◆ **EXERCISE INSTRUCTIONS**: If a line in the records below holds the string "RateLimited", count it; give only the total.

(Stored data entries)
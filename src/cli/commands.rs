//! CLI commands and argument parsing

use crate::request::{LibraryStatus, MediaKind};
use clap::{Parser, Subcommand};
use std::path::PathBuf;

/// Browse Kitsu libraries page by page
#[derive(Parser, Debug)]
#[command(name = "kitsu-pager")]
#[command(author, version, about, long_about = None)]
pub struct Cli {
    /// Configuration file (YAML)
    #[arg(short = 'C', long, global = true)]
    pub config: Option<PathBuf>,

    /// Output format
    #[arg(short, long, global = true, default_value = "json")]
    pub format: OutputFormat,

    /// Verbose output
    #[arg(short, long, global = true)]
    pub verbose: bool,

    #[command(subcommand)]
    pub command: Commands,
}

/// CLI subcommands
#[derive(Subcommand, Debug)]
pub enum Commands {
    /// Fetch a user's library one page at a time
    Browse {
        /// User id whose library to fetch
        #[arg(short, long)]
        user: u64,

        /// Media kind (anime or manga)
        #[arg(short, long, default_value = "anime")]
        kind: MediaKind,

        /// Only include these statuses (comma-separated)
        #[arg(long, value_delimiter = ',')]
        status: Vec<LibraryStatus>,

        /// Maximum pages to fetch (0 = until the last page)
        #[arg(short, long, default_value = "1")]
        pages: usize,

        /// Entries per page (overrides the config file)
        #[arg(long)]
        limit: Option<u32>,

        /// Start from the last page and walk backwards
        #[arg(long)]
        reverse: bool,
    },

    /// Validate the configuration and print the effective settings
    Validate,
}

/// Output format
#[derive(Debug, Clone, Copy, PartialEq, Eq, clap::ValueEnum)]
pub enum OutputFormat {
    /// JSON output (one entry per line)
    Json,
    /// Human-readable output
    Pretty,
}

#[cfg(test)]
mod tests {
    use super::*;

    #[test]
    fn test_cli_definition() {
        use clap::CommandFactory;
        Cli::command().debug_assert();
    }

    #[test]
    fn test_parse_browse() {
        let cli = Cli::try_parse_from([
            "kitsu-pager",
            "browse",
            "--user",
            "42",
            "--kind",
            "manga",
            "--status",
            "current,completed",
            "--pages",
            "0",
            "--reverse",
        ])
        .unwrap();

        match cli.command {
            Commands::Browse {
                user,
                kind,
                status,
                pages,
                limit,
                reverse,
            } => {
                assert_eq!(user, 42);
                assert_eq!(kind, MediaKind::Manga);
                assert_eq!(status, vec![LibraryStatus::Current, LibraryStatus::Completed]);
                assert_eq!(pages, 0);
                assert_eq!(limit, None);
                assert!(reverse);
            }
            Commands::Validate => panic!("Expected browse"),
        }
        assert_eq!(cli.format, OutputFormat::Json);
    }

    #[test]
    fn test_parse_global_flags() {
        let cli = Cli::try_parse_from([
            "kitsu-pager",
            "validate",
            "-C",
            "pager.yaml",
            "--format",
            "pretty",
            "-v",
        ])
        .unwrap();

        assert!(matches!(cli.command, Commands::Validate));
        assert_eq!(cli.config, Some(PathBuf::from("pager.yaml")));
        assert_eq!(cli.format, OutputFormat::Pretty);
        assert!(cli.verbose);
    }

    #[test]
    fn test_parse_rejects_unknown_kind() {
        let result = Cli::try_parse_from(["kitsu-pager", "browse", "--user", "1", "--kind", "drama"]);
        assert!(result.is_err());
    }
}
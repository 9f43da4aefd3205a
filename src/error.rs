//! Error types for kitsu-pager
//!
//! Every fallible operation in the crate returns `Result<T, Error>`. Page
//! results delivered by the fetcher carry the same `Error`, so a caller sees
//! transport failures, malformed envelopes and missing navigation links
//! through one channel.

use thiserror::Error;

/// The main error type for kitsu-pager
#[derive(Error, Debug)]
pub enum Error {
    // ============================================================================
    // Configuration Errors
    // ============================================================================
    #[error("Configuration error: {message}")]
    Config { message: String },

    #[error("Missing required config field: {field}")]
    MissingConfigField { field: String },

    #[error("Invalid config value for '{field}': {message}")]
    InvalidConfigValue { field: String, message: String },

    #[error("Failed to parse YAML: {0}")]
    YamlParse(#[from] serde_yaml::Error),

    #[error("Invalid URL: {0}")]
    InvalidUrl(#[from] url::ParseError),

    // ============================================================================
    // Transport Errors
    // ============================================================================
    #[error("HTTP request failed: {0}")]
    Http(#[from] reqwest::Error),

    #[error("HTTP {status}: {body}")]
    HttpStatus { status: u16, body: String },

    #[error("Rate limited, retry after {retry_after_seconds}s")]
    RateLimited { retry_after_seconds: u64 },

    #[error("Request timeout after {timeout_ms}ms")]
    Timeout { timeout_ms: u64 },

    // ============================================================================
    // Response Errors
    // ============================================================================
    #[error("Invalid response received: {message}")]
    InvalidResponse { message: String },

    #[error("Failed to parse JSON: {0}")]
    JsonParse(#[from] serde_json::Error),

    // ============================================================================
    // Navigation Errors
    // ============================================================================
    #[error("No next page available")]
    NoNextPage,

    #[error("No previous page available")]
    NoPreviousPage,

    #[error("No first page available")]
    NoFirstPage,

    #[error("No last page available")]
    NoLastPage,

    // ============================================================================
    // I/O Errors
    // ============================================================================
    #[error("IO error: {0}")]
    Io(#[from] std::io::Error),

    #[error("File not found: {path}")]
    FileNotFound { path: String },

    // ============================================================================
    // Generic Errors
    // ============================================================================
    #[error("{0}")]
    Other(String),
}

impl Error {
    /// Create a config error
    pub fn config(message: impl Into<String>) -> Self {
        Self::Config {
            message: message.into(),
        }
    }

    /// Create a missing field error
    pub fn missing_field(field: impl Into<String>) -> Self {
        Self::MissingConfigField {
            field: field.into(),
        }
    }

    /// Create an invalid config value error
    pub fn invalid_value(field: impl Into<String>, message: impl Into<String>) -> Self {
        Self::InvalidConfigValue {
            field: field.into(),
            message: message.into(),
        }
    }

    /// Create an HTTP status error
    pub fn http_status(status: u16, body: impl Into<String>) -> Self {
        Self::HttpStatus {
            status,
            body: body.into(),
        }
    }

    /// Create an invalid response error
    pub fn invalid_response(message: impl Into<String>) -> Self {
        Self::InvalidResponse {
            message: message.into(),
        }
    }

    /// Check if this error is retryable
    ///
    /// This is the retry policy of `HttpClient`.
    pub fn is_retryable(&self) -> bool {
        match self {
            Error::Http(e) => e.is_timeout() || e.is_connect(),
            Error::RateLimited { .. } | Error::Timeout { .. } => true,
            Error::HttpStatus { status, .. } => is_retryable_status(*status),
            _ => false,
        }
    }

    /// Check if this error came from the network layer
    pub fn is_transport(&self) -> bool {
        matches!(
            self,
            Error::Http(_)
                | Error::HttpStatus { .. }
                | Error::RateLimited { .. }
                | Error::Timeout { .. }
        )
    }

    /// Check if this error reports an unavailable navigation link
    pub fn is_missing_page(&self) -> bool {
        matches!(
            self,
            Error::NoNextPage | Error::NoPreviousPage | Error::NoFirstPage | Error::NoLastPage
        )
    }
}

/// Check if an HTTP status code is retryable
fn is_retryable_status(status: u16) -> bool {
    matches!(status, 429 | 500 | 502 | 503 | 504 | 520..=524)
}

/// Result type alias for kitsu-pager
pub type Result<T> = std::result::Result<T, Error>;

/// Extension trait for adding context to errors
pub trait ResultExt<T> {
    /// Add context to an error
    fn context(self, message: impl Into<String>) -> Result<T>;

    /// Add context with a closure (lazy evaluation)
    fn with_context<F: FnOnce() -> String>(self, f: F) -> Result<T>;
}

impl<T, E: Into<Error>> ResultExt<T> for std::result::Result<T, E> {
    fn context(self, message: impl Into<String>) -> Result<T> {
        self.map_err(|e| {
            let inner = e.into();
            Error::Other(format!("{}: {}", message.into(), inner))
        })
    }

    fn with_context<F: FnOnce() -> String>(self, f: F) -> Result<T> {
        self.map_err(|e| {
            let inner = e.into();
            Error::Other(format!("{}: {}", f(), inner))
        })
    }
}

◆ **SOLUTION TO THE PROBLEM**: 3